Exercise material START
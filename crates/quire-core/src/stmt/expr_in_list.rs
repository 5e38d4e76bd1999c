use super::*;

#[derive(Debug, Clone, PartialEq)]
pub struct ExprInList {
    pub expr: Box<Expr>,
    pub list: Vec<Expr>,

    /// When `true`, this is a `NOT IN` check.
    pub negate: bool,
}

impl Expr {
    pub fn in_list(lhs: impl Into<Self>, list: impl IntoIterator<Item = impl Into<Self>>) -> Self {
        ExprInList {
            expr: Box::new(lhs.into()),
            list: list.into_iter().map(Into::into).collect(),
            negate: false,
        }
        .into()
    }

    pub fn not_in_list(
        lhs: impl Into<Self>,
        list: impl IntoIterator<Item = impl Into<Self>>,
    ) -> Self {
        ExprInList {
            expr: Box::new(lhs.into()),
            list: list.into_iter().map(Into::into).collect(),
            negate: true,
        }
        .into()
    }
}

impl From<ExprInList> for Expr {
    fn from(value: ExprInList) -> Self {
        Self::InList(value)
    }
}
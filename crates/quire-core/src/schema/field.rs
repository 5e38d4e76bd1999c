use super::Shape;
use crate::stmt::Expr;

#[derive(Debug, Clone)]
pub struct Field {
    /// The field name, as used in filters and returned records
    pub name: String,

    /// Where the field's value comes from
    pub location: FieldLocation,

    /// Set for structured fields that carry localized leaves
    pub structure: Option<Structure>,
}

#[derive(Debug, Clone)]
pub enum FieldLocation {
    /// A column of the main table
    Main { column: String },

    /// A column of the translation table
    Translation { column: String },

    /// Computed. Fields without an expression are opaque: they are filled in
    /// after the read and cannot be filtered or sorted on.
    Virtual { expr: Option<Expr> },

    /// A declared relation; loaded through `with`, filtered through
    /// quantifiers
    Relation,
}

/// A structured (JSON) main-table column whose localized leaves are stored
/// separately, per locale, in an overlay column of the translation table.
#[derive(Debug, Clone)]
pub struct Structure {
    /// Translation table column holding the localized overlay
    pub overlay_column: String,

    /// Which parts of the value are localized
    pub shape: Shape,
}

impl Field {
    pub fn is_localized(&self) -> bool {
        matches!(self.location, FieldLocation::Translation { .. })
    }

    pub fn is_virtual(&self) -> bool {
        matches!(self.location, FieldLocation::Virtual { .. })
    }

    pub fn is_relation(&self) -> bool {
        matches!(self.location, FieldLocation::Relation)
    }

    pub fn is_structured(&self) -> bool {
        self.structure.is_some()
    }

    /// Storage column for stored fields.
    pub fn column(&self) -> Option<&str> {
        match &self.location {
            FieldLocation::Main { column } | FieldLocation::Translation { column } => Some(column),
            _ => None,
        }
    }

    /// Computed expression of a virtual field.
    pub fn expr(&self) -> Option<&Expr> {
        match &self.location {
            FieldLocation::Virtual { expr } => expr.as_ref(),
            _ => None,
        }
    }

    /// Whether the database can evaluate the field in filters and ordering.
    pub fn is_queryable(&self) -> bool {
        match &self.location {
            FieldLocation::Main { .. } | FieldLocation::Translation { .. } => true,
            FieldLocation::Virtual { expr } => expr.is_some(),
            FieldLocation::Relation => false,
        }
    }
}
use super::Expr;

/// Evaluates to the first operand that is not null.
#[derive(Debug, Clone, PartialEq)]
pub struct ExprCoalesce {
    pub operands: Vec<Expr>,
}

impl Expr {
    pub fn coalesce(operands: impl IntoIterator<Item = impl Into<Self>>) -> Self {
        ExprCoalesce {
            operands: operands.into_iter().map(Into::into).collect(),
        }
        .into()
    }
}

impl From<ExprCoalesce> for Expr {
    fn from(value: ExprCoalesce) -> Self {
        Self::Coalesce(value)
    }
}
Exercise material END
Work to be completed. Reply with the complete data above, every character as it stands.

Response area.
filename crates/quire-core/src/stmt/expr_in_list.rs
repository 5e38d4e76bd1999c
use super::*;

#[derive(Debug, Clone, PartialEq)]
pub struct ExprInList {
    pub expr: Box<Expr>,
    pub list: Vec<Expr>,

    /// When `true`, this is a `NOT IN` check.
    pub negate: bool,
}

impl Expr {
    pub fn in_list(lhs: impl Into<Self>, list: impl IntoIterator<Item = impl Into<Self>>) -> Self {
        ExprInList {
            expr: Box::new(lhs.into()),
            list: list.into_iter().map(Into::into).collect(),
            negate: false,
        }
        .into()
    }

    pub fn not_in_list(
        lhs: impl Into<Self>,
        list: impl IntoIterator<Item = impl Into<Self>>,
    ) -> Self {
        ExprInList {
            expr: Box::new(lhs.into()),
            list: list.into_iter().map(Into::into).collect(),
            negate: true,
        }
        .into()
    }
}

impl From<ExprInList> for Expr {
    fn from(value: ExprInList) -> Self {
        Self::InList(value)
    }
}
filename crates/quire-core/src/schema/field.rs
repository 5e38d4e76bd1999c
use super::Shape;
use crate::stmt::Expr;

#[derive(Debug, Clone)]
pub struct Field {
    /// The field name, as used in filters and returned records
    pub name: String,

    /// Where the field's value comes from
    pub location: FieldLocation,

    /// Set for structured fields that carry localized leaves
    pub structure: Option<Structure>,
}

#[derive(Debug, Clone)]
pub enum FieldLocation {
    /// A column of the main table
    Main { column: String },

    /// A column of the translation table
    Translation { column: String },

    /// Computed. Fields without an expression are opaque: they are filled in
    /// after the read and cannot be filtered or sorted on.
    Virtual { expr: Option<Expr> },

    /// A declared relation; loaded through `with`, filtered through
    /// quantifiers
    Relation,
}

/// A structured (JSON) main-table column whose localized leaves are stored
/// separately, per locale, in an overlay column of the translation table.
#[derive(Debug, Clone)]
pub struct Structure {
    /// Translation table column holding the localized overlay
    pub overlay_column: String,

    /// Which parts of the value are localized
    pub shape: Shape,
}

impl Field {
    pub fn is_localized(&self) -> bool {
        matches!(self.location, FieldLocation::Translation { .. })
    }

    pub fn is_virtual(&self) -> bool {
        matches!(self.location, FieldLocation::Virtual { .. })
    }

    pub fn is_relation(&self) -> bool {
        matches!(self.location, FieldLocation::Relation)
    }

    pub fn is_structured(&self) -> bool {
        self.structure.is_some()
    }

    /// Storage column for stored fields.
    pub fn column(&self) -> Option<&str> {
        match &self.location {
            FieldLocation::Main { column } | FieldLocation::Translation { column } => Some(column),
            _ => None,
        }
    }

    /// Computed expression of a virtual field.
    pub fn expr(&self) -> Option<&Expr> {
        match &self.location {
            FieldLocation::Virtual { expr } => expr.as_ref(),
            _ => None,
        }
    }

    /// Whether the database can evaluate the field in filters and ordering.
    pub fn is_queryable(&self) -> bool {
        match &self.location {
            FieldLocation::Main { .. } | FieldLocation::Translation { .. } => true,
            FieldLocation::Virtual { expr } => expr.is_some(),
            FieldLocation::Relation => false,
        }
    }
}
use super::Expr;

/// Evaluates to the first operand that is not null.
#[derive(Debug, Clone, PartialEq)]
pub struct ExprCoalesce {
    pub operands: Vec<Expr>,
}

impl Expr {
    pub fn coalesce(operands: impl IntoIterator<Item = impl Into<Self>>) -> Self {
        ExprCoalesce {
            operands: operands.into_iter().map(Into::into).collect(),
        }
        .into()
    }
}

impl From<ExprCoalesce> for Expr {
    fn from(value: ExprCoalesce) -> Self {
        Self::Coalesce(value)
    }
}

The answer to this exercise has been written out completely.